Nunca vou esquecer que ele colocou a pata para fora das grades,
no meu ombro, como se dissesse: ‘me leva, me tira daqui!’ Ele é
manso, dócil, extremamente humanizado e completamente indefeso”,
relata Cristina. “Na época, não tínhamos um recinto pronto para
recebê-lo e isso me deixou triste, conservando sempre a
lembrança daquele apelo. Mas qual sonho verdadeiro não se
realiza?”, questiona a criadora de onças.
O felino tem entre 25 e 30 quilos, mede 1 metro de comprimento (sem a cauda) e devora 2 quilos de carne por dia. (Foto: Ibama/Divulgação)
Segundo a presidente do Nex, a construção do espaço para receber a onça-parda deve demorar mais 50 dias. O custo ficará entre R$ 15 mil e R$ 17 mil.

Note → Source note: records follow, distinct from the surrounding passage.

impl Product {
    /// Recompute `discounted_price` from `price` and `discount`.
    pub fn refresh_discounted_price(&mut self) {
        self.discounted_price = self.price.discounted(self.discount);
    }

    /// Whether the product is on sale.
    pub fn is_on_sale(&self) -> bool {
        self.discount > 0.0
            || self
                .original_price
                .map(|op| op > self.price)
                .unwrap_or(false)
    }

    /// Check every invariant. Used after patches and when loading
    /// persisted data.
    pub fn validate(&self) -> Result<(), CommerceError> {
        require_text("name", &self.name)?;
        require_text("brand", &self.brand)?;
        require_text("specifications.processor", &self.specifications.processor)?;
        require_text("specifications.ram", &self.specifications.ram)?;
        require_text("specifications.storage", &self.specifications.storage)?;
        require_text("specifications.graphics", &self.specifications.graphics)?;
        require_text("specifications.display", &self.specifications.display)?;

        if self.price.is_negative() {
            return Err(CommerceError::validation("price must not be negative"));
        }
        if let Some(original) = self.original_price {
            if original.is_negative() {
                return Err(CommerceError::validation("originalPrice must not be negative"));
            }
        }
        if !(0.0..=100.0).contains(&self.discount) {
            return Err(CommerceError::validation("discount must be between 0 and 100"));
        }
        if !(0.0..=5.0).contains(&self.rating) {
            return Err(CommerceError::validation("rating must be between 0 and 5"));
        }
        Ok(())
    }
}

/// Whether `url` points at a file managed by the upload store.
pub fn is_uploaded_image(url: &str) -> bool {
    url.starts_with("/uploads/")
}

/// Partial specifications as submitted by a client.
#[derive(Debug, Clone, Default, Serialize, Deserialize, PartialEq)]
#[serde(rename_all = "camelCase", default)]
pub struct SpecificationsDraft {
    pub processor: Option<String>,
    pub ram: Option<String>,
    pub storage: Option<String>,
    pub graphics: Option<String>,
    pub display: Option<String>,
    pub battery: Option<String>,
    pub weight: Option<String>,
    pub os: Option<String>,
}

impl SpecificationsDraft {
    fn into_specifications(self) -> Result<Specifications, CommerceError> {
        Ok(Specifications {
            processor: required("specifications.processor", self.processor)?,
            ram: required("specifications.ram", self.ram)?,
            storage: required("specifications.storage", self.storage)?,
            graphics: required("specifications.graphics", self.graphics)?,
            display: required("specifications.display", self.display)?,
            battery: trimmed(self.battery),
            weight: trimmed(self.weight),
            os: trimmed(self.os).unwrap_or_else(|| DEFAULT_OS.to_string()),
        })
    }

    fn merge_into(self, specs: &mut Specifications) {
        if let Some(v) = self.processor {
            specs.processor = v.trim().to_string();
        }
        if let Some(v) = self.ram {
            specs.ram = v.trim().to_string();
        }
        if let Some(v) = self.storage {
            specs.storage = v.trim().to_string();
        }
        if let Some(v) = self.graphics {
            specs.graphics = v.trim().to_string();
        }
        if let Some(v) = self.display {
            specs.display = v.trim().to_string();
        }
        if self.battery.is_some() {
            specs.battery = trimmed(self.battery);
        }
        if self.weight.is_some() {
            specs.weight = trimmed(self.weight);
        }
        if let Some(v) = trimmed(self.os) {
            specs.os = v;
        }
    }
}

/// A product as submitted for creation. Every field is optional so that
/// missing values surface as validation errors naming the field.
#[derive(Debug, Clone, Default, Serialize, Deserialize, PartialEq)]
#[serde(rename_all = "camelCase", default)]
pub struct ProductDraft {
    pub id: Option<ProductId>,
    pub name: Option<String>,
    pub brand: Option<String>,
    pub model: Option<String>,
    pub price: Option<Money>,
    pub original_price: Option<Money>,
    pub discount: Option<f64>,
    pub image: Option<String>,
    pub category: Option<String>,
    pub specifications: Option<SpecificationsDraft>,
    pub features: Option<Vec<String>>,
    pub in_stock: Option<bool>,
    pub stock_quantity: Option<u32>,
    pub rating: Option<f64>,
    pub review_count: Option<u32>,
    pub is_recommended: Option<bool>,
    pub is_active: Option<bool>,
    pub tags: Option<Vec<String>>,
}

impl ProductDraft {
    /// Validate and build the product under `id`.
    pub fn into_product(self, id: ProductId) -> Result<Product, CommerceError> {
        let name = required("name", self.name)?;
        let brand = required("brand", self.brand)?;
        let price = self
            .price
            .ok_or_else(|| CommerceError::validation("price is required"))?;
        let category = parse_category(
            self.category
                .ok_or_else(|| CommerceError::validation("category is required"))?,
        )?;
        // An uploaded file may fill this in after validation.
        let image = trimmed(self.image).unwrap_or_default();
        let specifications = self
            .specifications
            .unwrap_or_default()
            .into_specifications()?;

        let now = current_timestamp();
        let mut product = Product {
            id,
            name,
            brand,
            model: trimmed(self.model),
            price,
            original_price: self.original_price,
            discount: self.discount.unwrap_or(0.0),
            discounted_price: price,
            image,
            category,
            specifications,
            features: self.features.unwrap_or_default(),
            in_stock: self.in_stock.unwrap_or(true),
            stock_quantity: self.stock_quantity.unwrap_or(0),
            rating: self.rating.unwrap_or(0.0),
            review_count: self.review_count.unwrap_or(0),
            is_recommended: self.is_recommended.unwrap_or(false),
            is_active: self.is_active.unwrap_or(true),
            tags: self.tags.unwrap_or_default(),
            created_at: now,
            updated_at: now,
        };
        product.validate()?;
        product.refresh_discounted_price();
        Ok(product)
    }
}

/// A partial update. `None` leaves the field untouched.
#[derive(Debug, Clone, Default, Serialize, Deserialize, PartialEq)]
#[serde(rename_all = "camelCase", default)]
pub struct ProductPatch {
    pub name: Option<String>,
    pub brand: Option<String>,
    pub model: Option<String>,
    pub price: Option<Money>,
    pub original_price: Option<Money>,
    pub discount: Option<f64>,
    pub image: Option<String>,
    pub category: Option<String>,
    pub specifications: Option<SpecificationsDraft>,
    pub features: Option<Vec<String>>,
    pub in_stock: Option<bool>,
    pub stock_quantity: Option<u32>,
    pub rating: Option<f64>,
    pub review_count: Option<u32>,
    pub is_recommended: Option<bool>,
    pub is_active: Option<bool>,
    pub tags: Option<Vec<String>>,
}

impl ProductPatch {
    /// Apply to a copy of `product` and validate the result.
    ///
    /// The original is left untouched when validation fails.
    pub fn apply(self, product: &Product) -> Result<Product, CommerceError> {
        let mut updated = product.clone();

        if let Some(v) = self.name {
            updated.name = v.trim().to_string();
        }
        if let Some(v) = self.brand {
            updated.brand = v.trim().to_string();
        }
        if self.model.is_some() {
            updated.model = trimmed(self.model);
        }
        if let Some(v) = self.price {
            updated.price = v;
        }
        if self.original_price.is_some() {
            updated.original_price = self.original_price;
        }
        if let Some(v) = self.discount {
            updated.discount = v;
        }
        if let Some(v) = self.image {
            updated.image = v.trim().to_string();
        }
        if let Some(v) = self.category {
            updated.category = parse_category(v)?;
        }
        if let Some(specs) = self.specifications {
            specs.merge_into(&mut updated.specifications);
        }
        if let Some(v) = self.features {
            updated.features = v;
        }
        if let Some(v) = self.in_stock {
            updated.in_stock = v;
        }
        if let Some(v) = self.stock_quantity {
            updated.stock_quantity = v;
        }
        if let Some(v) = self.rating {
            updated.rating = v;
        }
        if let Some(v) = self.review_count {
            updated.review_count = v;
        }
        if let Some(v) = self.is_recommended {
            updated.is_recommended = v;
        }
        if let Some(v) = self.is_active {
            updated.is_active = v;
        }
        if let Some(v) = self.tags {
            updated.tags = v;
        }

        updated.validate()?;
        updated.refresh_discounted_price();
        updated.updated_at = current_timestamp();
        Ok(updated)
    }
}

fn parse_category(raw: String) -> Result<Category, CommerceError> {
    Category::from_str(&raw).ok_or_else(|| {
        CommerceError::validation(format!(
            "category must be one of: {}",
            Category::ALL.map(|c| c.as_str()).join(", ")
        ))
    })
}

fn required(field: &str, value: Option<String>) -> Result<String, CommerceError> {
    trimmed(value).ok_or_else(|| CommerceError::validation(format!("{} is required", field)))
}
//! Uploaded product images on local disk.

use std::path::{Path, PathBuf};

use notebook_commerce::catalog::is_uploaded_image;
use rand::Rng;
use serde::{Deserialize, Serialize};
use tracing::{debug, warn};

use crate::error::ApiError;

/// Largest accepted upload.
pub const MAX_IMAGE_BYTES: usize = 5 * 1024 * 1024;

/// Most files accepted by one batch upload.
pub const MAX_BATCH_IMAGES: usize = 5;

/// URL prefix the images directory is served under.
pub const IMAGES_URL_PREFIX: &str = "/uploads/images/";

const ALLOWED_EXTENSIONS: &[&str] = &["jpeg", "jpg", "png", "gif", "webp"];

/// A file written by [`ImageStore::save`].
#[derive(Debug, Clone, PartialEq, Eq, Serialize, Deserialize)]
#[serde(rename_all = "camelCase")]
pub struct StoredImage {
    pub filename: String,
    pub original_name: String,
    pub size: usize,
    pub url: String,
}

/// Writes uploads into `<uploads_dir>/images`.
#[derive(Debug, Clone)]
pub struct ImageStore {
    dir: PathBuf,
}

impl ImageStore {
    /// Create the images directory under `uploads_dir` if needed.
    pub fn open(uploads_dir: &Path) -> std::io::Result<Self> {
        let dir = uploads_dir.join("images");
        std::fs::create_dir_all(&dir)?;
        Ok(Self { dir })
    }

    pub fn dir(&self) -> &Path {
        &self.dir
    }

    /// Validate and store one uploaded file.
    pub async fn save(
        &self,
        original_name: &str,
        content_type: Option<&str>,
        bytes: &[u8],
    ) -> Result<StoredImage, ApiError> {
        let ext = image_extension(original_name, content_type).ok_or_else(|| {
            ApiError::bad_request("Only image files are allowed (jpeg, jpg, png, gif, webp)")
        })?;
        if bytes.is_empty() {
            return Err(ApiError::bad_request("Uploaded file is empty"));
        }
        if bytes.len() > MAX_IMAGE_BYTES {
            return Err(ApiError::bad_request("File too large, the limit is 5MB"));
        }

        let filename = unique_filename(&ext);
        let path = self.dir.join(&filename);
        tokio::fs::write(&path, bytes)
            .await
            .map_err(|e| ApiError::internal(format!("failed to write {}: {e}", path.display())))?;
        debug!(file = %filename, size = bytes.len(), "Stored upload");

        Ok(StoredImage {
            url: format!("{IMAGES_URL_PREFIX}{filename}"),
            filename,
            original_name: original_name.to_string(),
            size: bytes.len(),
        })
    }

    /// Remove the file behind an image URL. Only managed uploads are
    /// touched; failures are logged.
    pub async fn delete_by_url(&self, url: &str) {
        if !is_uploaded_image(url) {
            return;
        }
        let Some(name) = Path::new(url).file_name() else {
            return;
        };
        let path = self.dir.join(name);
        match tokio::fs::remove_file(&path).await {
            Ok(()) => debug!(file = %path.display(), "Deleted upload"),
            Err(e) if e.kind() == std::io::ErrorKind::NotFound => {}
            Err(e) => warn!(file = %path.display(), error = %e, "Failed to delete upload"),
        }
    }
}

/// Extension to store under, if the upload is an accepted image type.
///
/// Both the file extension and the declared MIME type must be images.
fn image_extension(original_name: &str, content_type: Option<&str>) -> Option<String> {
    let ext = Path::new(original_name)
        .extension()?
        .to_str()?
        .to_ascii_lowercase();
    if !ALLOWED_EXTENSIONS.contains(&ext.as_str()) {
        return None;
    }
    match content_type {
        Some(mime) => {
            let subtype = mime.strip_prefix("image/")?;
            ALLOWED_EXTENSIONS.contains(&subtype).then_some(ext)
        }
        None => Some(ext),
    }
}

fn unique_filename(ext: &str) -> String {
    let millis = chrono::Utc::now().timestamp_millis();
    let suffix: u32 = rand::thread_rng().gen_range(0..1_000_000_000);
    format!("image-{millis}-{suffix}.{ext}")
}

#[cfg(test)]
mod tests {
    use super::*;

    #[test]
    fn test_image_extension() {
        assert_eq!(image_extension("photo.JPG", Some("image/jpeg")).as_deref(), Some("jpg"));
        assert_eq!(image_extension("photo.webp", None).as_deref(), Some("webp"));
        assert!(image_extension("notes.txt", Some("text/plain")).is_none());
        assert!(image_extension("fake.png", Some("application/pdf")).is_none());
        assert!(image_extension("no-extension", Some("image/png")).is_none());
    }

    #[test]
    fn test_unique_filename_shape() {
        let name = unique_filename("png");
        assert!(name.starts_with("image-"));
        assert!(name.ends_with(".png"));
        assert_ne!(unique_filename("png"), unique_filename("png"));
    }

    #[tokio::test]
    async fn test_save_and_delete() {
        let dir = tempfile::tempdir().unwrap();
        let store = ImageStore::open(dir.path()).unwrap();

        let stored = store.save("laptop.png", Some("image/png"), b"\x89PNG").await.unwrap();
        assert!(stored.url.starts_with(IMAGES_URL_PREFIX));
        assert_eq!(stored.original_name, "laptop.png");
        assert_eq!(stored.size, 4);
        assert!(store.dir().join(&stored.filename).exists());

        store.delete_by_url(&stored.url).await;
        assert!(!store.dir().join(&stored.filename).exists());
    }

    #[tokio::test]
    async fn test_rejects_bad_uploads() {
        let dir = tempfile::tempdir().unwrap();
        let store = ImageStore::open(dir.path()).unwrap();

        assert!(store.save("doc.pdf", Some("application/pdf"), b"%PDF").await.is_err());
        assert!(store.save("empty.png", Some("image/png"), b"").await.is_err());

        let big = vec![0u8; MAX_IMAGE_BYTES + 1];
        assert!(store.save("big.png", Some("image/png"), &big).await.is_err());
    }

    #[tokio::test]
    async fn test_delete_ignores_external_urls() {
        let dir = tempfile::tempdir().unwrap();
        let store = ImageStore::open(dir.path()).unwrap();
        let keep = store.dir().join("keep.png");
        std::fs::write(&keep, b"x").unwrap();

        store.delete_by_url("https://cdn.example.com/keep.png").await;
        assert!(keep.exists());
    }
}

O empresário paulista não quer ser identificado, mas, por
intermédio de Cristina, enviou uma mensagem explicando porque
resolveu fazer a doação: “Ajudar um animal como uma onça que
vive nessas condições - sem ver a luz do sol ou pisar na terra -
é ajudar um símbolo de nossa natureza que não fez nada de errado
para viver assim. É ajudar alguém que nem voz tem para pedir
ajuda. É ter a certeza de que crianças a verão mais feliz na
sede do Nex."
O Ibama de Manaus informa que agora está empenhado
em encontrar uma forma de viabilizar o transporte aéreo da onça
do Amazonas a Brasília. Além do gasto inicial para o recinto,
Shiva vai necessitar de pelos menos o equivalente a R$ 450 por
mês em carne. Cristina Gianni explica que o Nex consegue o
alimento dos animais que cria por meio de doações intermediadas
pelo Ministério Público, com quem tem parceria.